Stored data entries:

-------------------------

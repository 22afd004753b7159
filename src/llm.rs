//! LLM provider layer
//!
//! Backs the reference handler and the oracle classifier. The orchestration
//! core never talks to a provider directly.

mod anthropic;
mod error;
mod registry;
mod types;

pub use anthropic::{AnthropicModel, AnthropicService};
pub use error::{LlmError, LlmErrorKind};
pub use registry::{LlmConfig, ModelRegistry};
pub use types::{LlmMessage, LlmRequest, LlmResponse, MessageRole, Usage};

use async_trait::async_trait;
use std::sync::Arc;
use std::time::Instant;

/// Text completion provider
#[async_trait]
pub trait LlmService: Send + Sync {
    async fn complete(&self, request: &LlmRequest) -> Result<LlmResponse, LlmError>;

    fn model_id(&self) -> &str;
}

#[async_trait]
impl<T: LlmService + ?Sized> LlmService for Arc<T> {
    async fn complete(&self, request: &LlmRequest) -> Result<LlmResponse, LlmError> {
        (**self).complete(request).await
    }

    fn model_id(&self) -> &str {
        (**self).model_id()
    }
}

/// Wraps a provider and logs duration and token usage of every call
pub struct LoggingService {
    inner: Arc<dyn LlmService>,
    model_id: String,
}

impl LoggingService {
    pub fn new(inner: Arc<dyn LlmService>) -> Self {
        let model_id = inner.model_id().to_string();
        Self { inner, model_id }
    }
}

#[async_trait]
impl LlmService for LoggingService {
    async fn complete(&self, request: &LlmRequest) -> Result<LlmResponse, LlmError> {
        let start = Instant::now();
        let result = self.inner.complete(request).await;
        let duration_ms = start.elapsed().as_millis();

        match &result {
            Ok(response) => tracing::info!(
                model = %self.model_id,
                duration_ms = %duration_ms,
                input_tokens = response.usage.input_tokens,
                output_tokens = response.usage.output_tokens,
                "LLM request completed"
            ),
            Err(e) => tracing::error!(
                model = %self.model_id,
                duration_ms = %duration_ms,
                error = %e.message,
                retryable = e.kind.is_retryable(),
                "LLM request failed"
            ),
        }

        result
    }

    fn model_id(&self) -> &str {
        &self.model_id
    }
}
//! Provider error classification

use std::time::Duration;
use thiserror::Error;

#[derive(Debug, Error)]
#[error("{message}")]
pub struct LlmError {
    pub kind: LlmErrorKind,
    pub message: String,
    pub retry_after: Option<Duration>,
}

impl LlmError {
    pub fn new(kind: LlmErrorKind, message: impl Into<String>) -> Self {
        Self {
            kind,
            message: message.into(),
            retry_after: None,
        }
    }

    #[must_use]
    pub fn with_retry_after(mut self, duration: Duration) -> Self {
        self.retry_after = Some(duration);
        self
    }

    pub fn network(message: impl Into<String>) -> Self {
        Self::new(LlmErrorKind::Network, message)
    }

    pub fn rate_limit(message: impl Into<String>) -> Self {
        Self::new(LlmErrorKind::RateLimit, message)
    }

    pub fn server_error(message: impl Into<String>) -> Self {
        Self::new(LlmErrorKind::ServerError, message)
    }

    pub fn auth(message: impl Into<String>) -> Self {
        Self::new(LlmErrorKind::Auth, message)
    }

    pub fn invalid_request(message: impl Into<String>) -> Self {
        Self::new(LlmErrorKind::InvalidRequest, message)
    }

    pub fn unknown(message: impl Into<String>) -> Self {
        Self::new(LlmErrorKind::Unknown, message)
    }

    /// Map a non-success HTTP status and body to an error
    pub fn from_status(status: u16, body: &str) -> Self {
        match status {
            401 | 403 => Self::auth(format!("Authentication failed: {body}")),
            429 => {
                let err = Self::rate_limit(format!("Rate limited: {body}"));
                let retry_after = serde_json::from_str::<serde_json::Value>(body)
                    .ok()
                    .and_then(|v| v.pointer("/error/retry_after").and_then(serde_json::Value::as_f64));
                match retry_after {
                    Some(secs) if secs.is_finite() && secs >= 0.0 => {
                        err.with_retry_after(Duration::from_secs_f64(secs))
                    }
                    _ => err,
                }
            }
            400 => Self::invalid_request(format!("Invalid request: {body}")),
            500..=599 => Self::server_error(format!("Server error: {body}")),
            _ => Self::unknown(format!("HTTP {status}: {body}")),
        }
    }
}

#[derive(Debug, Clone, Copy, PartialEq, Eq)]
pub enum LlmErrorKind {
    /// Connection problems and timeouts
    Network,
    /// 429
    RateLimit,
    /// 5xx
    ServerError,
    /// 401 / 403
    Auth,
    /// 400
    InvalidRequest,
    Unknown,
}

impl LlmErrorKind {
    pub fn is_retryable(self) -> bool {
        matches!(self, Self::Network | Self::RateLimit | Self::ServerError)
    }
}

-------------------------

THE TASK =>
Copy each line of the data that contains the word "impl".

RESPONSE BELOW =>
impl<T: LlmService + ?Sized> LlmService for Arc<T> {
impl LoggingService {
impl LlmService for LoggingService {
impl LlmError {
    pub fn new(kind: LlmErrorKind, message: impl Into<String>) -> Self {
    pub fn network(message: impl Into<String>) -> Self {
    pub fn rate_limit(message: impl Into<String>) -> Self {
    pub fn server_error(message: impl Into<String>) -> Self {
    pub fn auth(message: impl Into<String>) -> Self {
    pub fn invalid_request(message: impl Into<String>) -> Self {
    pub fn unknown(message: impl Into<String>) -> Self {
impl LlmErrorKind {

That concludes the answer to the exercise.